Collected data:
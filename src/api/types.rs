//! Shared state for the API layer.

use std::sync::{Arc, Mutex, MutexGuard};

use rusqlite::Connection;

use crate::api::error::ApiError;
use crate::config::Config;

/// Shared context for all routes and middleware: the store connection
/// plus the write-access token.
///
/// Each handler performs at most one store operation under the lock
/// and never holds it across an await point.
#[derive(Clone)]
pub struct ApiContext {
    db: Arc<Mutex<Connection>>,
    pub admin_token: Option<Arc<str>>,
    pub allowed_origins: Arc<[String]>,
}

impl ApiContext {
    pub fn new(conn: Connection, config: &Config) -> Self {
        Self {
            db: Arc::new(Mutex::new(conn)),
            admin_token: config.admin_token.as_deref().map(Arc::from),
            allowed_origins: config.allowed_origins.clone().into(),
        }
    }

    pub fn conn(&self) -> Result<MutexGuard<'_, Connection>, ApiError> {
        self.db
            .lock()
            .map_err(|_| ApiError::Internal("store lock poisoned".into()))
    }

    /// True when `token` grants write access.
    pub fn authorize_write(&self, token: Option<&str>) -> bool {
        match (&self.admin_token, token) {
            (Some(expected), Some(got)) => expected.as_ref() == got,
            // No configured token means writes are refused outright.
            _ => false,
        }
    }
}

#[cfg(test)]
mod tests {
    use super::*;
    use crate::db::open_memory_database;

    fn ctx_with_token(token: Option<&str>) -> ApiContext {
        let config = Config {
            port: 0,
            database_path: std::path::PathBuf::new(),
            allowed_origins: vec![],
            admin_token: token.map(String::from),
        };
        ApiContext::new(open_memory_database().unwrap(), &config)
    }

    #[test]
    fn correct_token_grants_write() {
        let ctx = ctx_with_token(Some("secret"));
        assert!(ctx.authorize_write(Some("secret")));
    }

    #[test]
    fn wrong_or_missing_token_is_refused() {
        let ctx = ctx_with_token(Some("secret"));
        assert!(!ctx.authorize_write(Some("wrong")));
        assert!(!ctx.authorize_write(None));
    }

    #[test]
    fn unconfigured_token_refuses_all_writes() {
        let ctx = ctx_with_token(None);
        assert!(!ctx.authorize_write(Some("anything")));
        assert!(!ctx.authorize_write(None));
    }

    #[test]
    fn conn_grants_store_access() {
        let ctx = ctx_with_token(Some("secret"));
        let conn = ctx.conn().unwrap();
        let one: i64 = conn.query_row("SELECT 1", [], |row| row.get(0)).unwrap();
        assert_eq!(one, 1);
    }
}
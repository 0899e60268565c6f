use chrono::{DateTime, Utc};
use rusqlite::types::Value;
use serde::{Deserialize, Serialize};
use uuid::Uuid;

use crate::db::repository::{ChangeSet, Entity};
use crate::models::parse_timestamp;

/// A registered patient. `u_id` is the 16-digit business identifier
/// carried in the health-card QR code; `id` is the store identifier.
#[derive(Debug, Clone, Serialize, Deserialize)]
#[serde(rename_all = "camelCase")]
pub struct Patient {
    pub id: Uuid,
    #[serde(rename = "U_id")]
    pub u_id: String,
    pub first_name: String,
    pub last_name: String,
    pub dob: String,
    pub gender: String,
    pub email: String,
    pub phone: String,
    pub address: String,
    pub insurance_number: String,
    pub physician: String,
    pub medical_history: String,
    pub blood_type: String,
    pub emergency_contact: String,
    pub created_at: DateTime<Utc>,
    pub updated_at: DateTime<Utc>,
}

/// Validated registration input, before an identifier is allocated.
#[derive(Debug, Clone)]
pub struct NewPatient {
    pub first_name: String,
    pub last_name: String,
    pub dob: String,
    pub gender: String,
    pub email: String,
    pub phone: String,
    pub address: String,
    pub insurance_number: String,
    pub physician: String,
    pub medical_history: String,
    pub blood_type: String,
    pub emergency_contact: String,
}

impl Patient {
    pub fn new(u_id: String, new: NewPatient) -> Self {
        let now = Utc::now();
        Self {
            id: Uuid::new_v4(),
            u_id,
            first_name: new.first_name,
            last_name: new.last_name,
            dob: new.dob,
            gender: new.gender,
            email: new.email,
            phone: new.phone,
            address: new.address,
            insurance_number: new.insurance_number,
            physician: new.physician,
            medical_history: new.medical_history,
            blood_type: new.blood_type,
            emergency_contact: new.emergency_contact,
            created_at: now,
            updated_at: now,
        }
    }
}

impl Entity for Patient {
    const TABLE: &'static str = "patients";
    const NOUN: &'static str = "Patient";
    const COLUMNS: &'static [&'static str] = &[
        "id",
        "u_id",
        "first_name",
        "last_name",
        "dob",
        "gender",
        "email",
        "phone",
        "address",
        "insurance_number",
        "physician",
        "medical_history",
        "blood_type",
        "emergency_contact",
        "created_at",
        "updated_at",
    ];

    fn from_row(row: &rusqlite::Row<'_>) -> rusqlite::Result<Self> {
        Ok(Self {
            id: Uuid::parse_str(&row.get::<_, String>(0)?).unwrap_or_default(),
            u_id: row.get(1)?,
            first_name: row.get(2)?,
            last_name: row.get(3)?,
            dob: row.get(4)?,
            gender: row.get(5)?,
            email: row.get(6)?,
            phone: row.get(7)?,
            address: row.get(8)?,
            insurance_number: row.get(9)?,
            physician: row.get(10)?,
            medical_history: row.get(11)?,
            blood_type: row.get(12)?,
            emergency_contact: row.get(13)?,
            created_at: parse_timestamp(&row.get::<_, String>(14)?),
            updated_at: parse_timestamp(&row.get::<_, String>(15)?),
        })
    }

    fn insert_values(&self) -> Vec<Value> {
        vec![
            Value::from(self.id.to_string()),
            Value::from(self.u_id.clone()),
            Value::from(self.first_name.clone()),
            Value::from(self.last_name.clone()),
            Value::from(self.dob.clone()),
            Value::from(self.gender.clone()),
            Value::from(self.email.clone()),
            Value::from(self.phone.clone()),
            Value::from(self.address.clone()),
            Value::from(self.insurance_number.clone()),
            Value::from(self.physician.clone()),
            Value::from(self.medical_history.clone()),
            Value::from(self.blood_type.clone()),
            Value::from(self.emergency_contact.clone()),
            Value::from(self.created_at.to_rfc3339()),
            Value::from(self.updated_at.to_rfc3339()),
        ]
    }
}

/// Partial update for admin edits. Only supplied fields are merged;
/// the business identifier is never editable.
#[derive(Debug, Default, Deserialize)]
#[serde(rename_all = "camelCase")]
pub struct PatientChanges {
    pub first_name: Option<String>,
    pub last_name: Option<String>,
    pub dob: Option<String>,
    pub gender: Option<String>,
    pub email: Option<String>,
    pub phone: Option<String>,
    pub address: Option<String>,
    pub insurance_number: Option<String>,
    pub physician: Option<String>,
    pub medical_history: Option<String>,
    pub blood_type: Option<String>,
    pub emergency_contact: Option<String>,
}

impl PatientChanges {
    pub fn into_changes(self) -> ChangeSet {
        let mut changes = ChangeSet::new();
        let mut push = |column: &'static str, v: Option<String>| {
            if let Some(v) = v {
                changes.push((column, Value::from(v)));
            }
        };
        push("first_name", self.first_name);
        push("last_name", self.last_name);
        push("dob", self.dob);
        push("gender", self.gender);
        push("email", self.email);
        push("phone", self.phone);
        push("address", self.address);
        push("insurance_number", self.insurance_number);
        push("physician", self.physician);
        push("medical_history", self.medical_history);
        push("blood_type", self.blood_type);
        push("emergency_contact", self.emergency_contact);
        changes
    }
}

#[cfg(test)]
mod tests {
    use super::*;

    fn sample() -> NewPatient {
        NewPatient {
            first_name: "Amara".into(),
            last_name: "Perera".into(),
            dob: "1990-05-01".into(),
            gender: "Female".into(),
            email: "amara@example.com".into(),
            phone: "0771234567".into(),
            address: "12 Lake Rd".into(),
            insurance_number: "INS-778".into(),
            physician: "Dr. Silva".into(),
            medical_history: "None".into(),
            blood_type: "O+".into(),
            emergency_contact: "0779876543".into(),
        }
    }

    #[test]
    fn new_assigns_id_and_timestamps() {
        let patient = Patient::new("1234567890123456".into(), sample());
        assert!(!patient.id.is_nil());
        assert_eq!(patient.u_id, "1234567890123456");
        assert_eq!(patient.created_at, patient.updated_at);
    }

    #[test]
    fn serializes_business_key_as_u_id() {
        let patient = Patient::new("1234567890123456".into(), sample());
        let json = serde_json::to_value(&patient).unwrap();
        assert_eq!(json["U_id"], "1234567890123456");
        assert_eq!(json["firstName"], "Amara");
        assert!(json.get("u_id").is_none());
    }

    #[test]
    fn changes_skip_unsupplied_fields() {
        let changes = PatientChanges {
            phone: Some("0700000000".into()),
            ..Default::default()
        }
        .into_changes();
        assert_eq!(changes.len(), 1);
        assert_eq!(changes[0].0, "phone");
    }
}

...

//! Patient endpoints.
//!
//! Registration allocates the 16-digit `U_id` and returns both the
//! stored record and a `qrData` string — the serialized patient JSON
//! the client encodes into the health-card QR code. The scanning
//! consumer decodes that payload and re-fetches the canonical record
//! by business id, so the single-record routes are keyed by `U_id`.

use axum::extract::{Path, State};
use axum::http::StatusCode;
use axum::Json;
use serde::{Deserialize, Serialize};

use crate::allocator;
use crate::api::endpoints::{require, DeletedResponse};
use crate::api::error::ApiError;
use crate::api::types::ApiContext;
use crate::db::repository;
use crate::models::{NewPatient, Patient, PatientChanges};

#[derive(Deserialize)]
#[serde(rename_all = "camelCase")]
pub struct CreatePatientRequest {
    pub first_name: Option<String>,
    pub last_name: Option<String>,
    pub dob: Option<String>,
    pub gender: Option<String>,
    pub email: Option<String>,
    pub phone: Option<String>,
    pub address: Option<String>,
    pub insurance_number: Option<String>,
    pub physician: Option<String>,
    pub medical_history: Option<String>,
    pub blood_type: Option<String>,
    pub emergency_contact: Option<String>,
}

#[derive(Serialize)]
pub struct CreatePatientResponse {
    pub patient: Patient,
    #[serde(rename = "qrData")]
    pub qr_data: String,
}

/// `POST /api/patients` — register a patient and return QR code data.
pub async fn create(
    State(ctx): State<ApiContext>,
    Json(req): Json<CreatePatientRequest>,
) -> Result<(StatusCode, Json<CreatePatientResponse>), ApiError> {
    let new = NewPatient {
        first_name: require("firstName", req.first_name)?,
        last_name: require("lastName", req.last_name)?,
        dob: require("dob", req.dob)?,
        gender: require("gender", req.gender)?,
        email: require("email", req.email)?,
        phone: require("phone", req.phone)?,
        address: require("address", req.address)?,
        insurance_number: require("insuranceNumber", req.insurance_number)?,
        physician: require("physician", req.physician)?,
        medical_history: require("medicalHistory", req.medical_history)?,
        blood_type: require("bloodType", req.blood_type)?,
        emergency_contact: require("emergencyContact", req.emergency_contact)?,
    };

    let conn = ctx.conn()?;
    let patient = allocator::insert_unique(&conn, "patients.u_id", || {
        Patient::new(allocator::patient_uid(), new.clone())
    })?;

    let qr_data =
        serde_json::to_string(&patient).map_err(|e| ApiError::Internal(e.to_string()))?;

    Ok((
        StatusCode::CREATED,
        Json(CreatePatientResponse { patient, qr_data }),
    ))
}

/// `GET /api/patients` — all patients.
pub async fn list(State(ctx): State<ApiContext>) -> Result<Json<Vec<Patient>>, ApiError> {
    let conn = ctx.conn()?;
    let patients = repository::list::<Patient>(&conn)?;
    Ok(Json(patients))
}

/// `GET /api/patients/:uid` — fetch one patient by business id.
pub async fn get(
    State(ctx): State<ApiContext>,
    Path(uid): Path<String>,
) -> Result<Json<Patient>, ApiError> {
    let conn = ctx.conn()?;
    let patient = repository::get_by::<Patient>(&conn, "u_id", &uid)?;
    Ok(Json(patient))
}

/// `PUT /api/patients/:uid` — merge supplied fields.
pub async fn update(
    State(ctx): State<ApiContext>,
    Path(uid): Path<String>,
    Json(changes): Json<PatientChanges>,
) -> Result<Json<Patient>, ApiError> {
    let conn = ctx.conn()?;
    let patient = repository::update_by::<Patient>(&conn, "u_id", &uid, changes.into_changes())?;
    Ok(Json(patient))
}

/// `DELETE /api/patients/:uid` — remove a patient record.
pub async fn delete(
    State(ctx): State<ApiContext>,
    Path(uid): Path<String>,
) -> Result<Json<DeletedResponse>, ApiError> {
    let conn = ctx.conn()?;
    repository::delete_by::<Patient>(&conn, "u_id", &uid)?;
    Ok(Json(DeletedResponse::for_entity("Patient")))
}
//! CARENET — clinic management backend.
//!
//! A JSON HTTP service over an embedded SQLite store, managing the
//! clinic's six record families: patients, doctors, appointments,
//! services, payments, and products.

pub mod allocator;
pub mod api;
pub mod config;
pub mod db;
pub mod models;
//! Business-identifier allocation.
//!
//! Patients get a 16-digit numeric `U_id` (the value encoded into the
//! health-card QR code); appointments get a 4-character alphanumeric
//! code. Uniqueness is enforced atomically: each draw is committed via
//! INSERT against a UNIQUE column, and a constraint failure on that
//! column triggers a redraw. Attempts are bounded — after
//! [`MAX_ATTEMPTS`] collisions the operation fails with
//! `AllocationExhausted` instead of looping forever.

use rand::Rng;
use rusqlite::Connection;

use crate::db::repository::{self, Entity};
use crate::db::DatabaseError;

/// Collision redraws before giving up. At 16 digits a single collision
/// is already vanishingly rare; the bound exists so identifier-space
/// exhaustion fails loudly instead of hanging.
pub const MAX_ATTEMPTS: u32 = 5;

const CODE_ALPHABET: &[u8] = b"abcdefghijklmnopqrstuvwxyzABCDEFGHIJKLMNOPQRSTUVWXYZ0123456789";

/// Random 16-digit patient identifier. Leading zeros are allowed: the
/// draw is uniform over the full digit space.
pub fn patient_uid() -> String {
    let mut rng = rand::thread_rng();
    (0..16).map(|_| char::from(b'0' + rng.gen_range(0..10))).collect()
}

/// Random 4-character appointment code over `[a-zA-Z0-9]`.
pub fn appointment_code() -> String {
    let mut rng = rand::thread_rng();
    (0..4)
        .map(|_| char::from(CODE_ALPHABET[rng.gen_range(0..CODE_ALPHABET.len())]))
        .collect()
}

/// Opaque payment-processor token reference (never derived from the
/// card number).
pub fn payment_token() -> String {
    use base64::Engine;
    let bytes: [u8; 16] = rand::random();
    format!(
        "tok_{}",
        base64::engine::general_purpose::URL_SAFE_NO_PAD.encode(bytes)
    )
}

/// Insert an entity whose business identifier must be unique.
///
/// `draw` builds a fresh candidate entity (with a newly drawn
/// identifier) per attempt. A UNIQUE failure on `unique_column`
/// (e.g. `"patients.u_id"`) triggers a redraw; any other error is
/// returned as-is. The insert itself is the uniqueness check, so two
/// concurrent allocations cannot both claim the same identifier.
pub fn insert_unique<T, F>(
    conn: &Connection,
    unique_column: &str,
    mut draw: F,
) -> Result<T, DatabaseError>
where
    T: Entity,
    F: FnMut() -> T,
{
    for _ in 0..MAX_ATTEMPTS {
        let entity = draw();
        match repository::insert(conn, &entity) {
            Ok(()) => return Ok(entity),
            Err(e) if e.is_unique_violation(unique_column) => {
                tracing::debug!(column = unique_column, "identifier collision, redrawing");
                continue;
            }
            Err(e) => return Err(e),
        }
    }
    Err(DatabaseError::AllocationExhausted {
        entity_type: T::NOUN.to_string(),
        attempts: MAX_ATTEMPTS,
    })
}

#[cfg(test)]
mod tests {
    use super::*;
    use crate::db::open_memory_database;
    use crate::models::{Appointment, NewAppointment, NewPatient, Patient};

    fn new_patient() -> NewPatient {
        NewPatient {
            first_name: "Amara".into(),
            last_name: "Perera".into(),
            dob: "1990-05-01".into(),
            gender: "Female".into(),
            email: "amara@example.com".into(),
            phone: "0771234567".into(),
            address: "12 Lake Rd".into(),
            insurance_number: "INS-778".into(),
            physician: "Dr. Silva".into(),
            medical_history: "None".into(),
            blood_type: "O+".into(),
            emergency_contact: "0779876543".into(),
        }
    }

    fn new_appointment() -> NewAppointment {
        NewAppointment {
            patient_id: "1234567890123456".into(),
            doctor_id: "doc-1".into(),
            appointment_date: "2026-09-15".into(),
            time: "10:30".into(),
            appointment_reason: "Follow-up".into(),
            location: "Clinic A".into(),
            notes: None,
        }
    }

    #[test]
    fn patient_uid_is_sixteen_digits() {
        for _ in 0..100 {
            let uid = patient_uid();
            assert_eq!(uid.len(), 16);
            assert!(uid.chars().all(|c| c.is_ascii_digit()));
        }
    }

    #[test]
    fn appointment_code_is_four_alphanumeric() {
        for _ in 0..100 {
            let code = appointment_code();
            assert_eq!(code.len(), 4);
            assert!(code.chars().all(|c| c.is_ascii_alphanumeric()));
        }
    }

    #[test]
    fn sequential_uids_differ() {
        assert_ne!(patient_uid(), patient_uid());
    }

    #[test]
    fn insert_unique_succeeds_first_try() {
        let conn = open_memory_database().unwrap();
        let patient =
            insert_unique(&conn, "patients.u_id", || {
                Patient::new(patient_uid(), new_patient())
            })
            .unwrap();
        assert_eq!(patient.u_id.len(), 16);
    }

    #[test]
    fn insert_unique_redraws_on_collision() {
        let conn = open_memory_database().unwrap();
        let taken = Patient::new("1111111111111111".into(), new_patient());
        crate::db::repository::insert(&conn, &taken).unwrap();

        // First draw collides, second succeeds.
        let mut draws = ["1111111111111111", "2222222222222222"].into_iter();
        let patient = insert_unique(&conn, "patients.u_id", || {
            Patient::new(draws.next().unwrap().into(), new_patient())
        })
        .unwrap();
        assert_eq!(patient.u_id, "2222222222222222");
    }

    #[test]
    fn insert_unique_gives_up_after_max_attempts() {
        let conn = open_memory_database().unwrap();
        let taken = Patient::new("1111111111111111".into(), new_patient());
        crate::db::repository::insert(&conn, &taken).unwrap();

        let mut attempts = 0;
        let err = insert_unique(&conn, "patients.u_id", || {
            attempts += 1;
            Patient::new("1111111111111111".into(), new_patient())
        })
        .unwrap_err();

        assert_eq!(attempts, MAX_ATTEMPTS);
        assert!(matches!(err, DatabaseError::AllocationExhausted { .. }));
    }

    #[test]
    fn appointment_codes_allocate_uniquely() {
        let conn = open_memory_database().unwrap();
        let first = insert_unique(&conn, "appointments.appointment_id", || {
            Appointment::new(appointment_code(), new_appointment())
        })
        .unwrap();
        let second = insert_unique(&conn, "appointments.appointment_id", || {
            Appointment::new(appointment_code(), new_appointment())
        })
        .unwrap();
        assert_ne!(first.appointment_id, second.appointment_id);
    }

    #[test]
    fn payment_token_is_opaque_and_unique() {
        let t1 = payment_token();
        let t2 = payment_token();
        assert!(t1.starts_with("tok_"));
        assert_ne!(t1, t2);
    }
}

WORK REQUEST — In the data above, copy every line where the string "never" appears.

TASK ANSWER —
/// and never holds it across an await point.
/// the business identifier is never editable.
/// Opaque payment-processor token reference (never derived from the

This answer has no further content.